INPUT DATA >>
*** Begin section ***

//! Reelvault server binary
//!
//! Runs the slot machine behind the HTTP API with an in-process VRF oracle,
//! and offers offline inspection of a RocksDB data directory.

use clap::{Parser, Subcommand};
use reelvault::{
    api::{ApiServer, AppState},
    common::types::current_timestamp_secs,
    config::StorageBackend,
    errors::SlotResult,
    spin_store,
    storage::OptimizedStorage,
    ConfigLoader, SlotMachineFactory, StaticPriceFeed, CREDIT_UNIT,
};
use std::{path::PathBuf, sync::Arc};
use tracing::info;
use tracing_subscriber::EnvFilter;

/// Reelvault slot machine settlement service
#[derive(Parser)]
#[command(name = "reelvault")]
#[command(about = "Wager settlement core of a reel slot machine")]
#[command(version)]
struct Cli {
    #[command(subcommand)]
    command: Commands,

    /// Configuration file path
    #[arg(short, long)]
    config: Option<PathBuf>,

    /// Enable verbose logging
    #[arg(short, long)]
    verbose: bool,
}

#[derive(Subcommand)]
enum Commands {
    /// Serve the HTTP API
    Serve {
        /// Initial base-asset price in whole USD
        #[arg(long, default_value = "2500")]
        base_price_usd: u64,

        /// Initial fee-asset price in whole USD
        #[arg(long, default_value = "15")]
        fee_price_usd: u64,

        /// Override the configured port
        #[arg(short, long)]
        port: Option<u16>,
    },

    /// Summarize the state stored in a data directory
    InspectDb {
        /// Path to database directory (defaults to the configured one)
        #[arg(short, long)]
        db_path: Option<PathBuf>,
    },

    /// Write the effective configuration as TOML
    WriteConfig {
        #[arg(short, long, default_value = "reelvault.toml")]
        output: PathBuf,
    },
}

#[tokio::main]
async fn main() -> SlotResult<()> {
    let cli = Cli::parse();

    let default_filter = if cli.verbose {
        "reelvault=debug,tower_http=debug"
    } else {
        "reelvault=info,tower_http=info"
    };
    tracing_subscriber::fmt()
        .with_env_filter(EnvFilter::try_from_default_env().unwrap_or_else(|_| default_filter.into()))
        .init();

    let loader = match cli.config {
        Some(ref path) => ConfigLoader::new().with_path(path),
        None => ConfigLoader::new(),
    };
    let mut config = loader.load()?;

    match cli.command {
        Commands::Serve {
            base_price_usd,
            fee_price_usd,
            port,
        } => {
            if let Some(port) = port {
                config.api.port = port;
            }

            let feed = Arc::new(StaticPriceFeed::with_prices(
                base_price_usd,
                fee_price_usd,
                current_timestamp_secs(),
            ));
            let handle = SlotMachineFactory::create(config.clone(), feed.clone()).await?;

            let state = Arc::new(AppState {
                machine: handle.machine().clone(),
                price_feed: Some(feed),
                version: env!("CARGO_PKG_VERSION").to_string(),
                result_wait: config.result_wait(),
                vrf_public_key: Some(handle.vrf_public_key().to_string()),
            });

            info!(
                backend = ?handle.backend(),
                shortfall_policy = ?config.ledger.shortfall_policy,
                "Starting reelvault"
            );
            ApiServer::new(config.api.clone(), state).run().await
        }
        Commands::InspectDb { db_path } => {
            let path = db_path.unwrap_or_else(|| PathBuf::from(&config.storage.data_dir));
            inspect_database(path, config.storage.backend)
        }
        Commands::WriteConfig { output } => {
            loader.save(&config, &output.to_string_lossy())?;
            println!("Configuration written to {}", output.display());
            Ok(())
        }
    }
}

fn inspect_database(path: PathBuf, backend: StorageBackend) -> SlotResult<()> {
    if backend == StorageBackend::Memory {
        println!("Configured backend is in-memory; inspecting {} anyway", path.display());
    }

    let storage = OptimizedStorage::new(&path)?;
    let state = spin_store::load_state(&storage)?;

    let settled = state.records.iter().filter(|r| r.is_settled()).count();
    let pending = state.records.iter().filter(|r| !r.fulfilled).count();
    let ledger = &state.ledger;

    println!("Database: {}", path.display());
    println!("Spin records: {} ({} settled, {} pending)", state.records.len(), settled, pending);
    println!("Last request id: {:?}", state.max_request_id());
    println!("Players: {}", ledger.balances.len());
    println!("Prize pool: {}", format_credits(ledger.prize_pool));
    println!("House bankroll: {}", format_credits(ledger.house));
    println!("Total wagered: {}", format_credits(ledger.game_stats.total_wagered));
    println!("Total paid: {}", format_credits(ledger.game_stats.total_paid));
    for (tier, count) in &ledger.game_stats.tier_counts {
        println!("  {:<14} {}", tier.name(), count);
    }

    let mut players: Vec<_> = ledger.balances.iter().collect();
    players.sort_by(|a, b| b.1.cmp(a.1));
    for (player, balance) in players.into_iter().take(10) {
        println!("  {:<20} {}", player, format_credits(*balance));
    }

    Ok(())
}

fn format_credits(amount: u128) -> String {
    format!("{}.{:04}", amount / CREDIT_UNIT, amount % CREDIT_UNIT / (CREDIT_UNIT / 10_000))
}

*** End section ***

REQUIRED WORK >>
Print all the data above word for word.

RESULT FOR THIS EXERCISE >>
//! Reelvault server binary
//!
//! Runs the slot machine behind the HTTP API with an in-process VRF oracle,
//! and offers offline inspection of a RocksDB data directory.

use clap::{Parser, Subcommand};
use reelvault::{
    api::{ApiServer, AppState},
    common::types::current_timestamp_secs,
    config::StorageBackend,
    errors::SlotResult,
    spin_store,
    storage::OptimizedStorage,
    ConfigLoader, SlotMachineFactory, StaticPriceFeed, CREDIT_UNIT,
};
use std::{path::PathBuf, sync::Arc};
use tracing::info;
use tracing_subscriber::EnvFilter;

/// Reelvault slot machine settlement service
#[derive(Parser)]
#[command(name = "reelvault")]
#[command(about = "Wager settlement core of a reel slot machine")]
#[command(version)]
struct Cli {
    #[command(subcommand)]
    command: Commands,

    /// Configuration file path
    #[arg(short, long)]
    config: Option<PathBuf>,

    /// Enable verbose logging
    #[arg(short, long)]
    verbose: bool,
}

#[derive(Subcommand)]
enum Commands {
    /// Serve the HTTP API
    Serve {
        /// Initial base-asset price in whole USD
        #[arg(long, default_value = "2500")]
        base_price_usd: u64,

        /// Initial fee-asset price in whole USD
        #[arg(long, default_value = "15")]
        fee_price_usd: u64,

        /// Override the configured port
        #[arg(short, long)]
        port: Option<u16>,
    },

    /// Summarize the state stored in a data directory
    InspectDb {
        /// Path to database directory (defaults to the configured one)
        #[arg(short, long)]
        db_path: Option<PathBuf>,
    },

    /// Write the effective configuration as TOML
    WriteConfig {
        #[arg(short, long, default_value = "reelvault.toml")]
        output: PathBuf,
    },
}

#[tokio::main]
async fn main() -> SlotResult<()> {
    let cli = Cli::parse();

    let default_filter = if cli.verbose {
        "reelvault=debug,tower_http=debug"
    } else {
        "reelvault=info,tower_http=info"
    };
    tracing_subscriber::fmt()
        .with_env_filter(EnvFilter::try_from_default_env().unwrap_or_else(|_| default_filter.into()))
        .init();

    let loader = match cli.config {
        Some(ref path) => ConfigLoader::new().with_path(path),
        None => ConfigLoader::new(),
    };
    let mut config = loader.load()?;

    match cli.command {
        Commands::Serve {
            base_price_usd,
            fee_price_usd,
            port,
        } => {
            if let Some(port) = port {
                config.api.port = port;
            }

            let feed = Arc::new(StaticPriceFeed::with_prices(
                base_price_usd,
                fee_price_usd,
                current_timestamp_secs(),
            ));
            let handle = SlotMachineFactory::create(config.clone(), feed.clone()).await?;

            let state = Arc::new(AppState {
                machine: handle.machine().clone(),
                price_feed: Some(feed),
                version: env!("CARGO_PKG_VERSION").to_string(),
                result_wait: config.result_wait(),
                vrf_public_key: Some(handle.vrf_public_key().to_string()),
            });

            info!(
                backend = ?handle.backend(),
                shortfall_policy = ?config.ledger.shortfall_policy,
                "Starting reelvault"
            );
            ApiServer::new(config.api.clone(), state).run().await
        }
        Commands::InspectDb { db_path } => {
            let path = db_path.unwrap_or_else(|| PathBuf::from(&config.storage.data_dir));
            inspect_database(path, config.storage.backend)
        }
        Commands::WriteConfig { output } => {
            loader.save(&config, &output.to_string_lossy())?;
            println!("Configuration written to {}", output.display());
            Ok(())
        }
    }
}

fn inspect_database(path: PathBuf, backend: StorageBackend) -> SlotResult<()> {
    if backend == StorageBackend::Memory {
        println!("Configured backend is in-memory; inspecting {} anyway", path.display());
    }

    let storage = OptimizedStorage::new(&path)?;
    let state = spin_store::load_state(&storage)?;

    let settled = state.records.iter().filter(|r| r.is_settled()).count();
    let pending = state.records.iter().filter(|r| !r.fulfilled).count();
    let ledger = &state.ledger;

    println!("Database: {}", path.display());
    println!("Spin records: {} ({} settled, {} pending)", state.records.len(), settled, pending);
    println!("Last request id: {:?}", state.max_request_id());
    println!("Players: {}", ledger.balances.len());
    println!("Prize pool: {}", format_credits(ledger.prize_pool));
    println!("House bankroll: {}", format_credits(ledger.house));
    println!("Total wagered: {}", format_credits(ledger.game_stats.total_wagered));
    println!("Total paid: {}", format_credits(ledger.game_stats.total_paid));
    for (tier, count) in &ledger.game_stats.tier_counts {
        println!("  {:<14} {}", tier.name(), count);
    }

    let mut players: Vec<_> = ledger.balances.iter().collect();
    players.sort_by(|a, b| b.1.cmp(a.1));
    for (player, balance) in players.into_iter().take(10) {
        println!("  {:<20} {}", player, format_credits(*balance));
    }

    Ok(())
}

fn format_credits(amount: u128) -> String {
    format!("{}.{:04}", amount / CREDIT_UNIT, amount % CREDIT_UNIT / (CREDIT_UNIT / 10_000))
}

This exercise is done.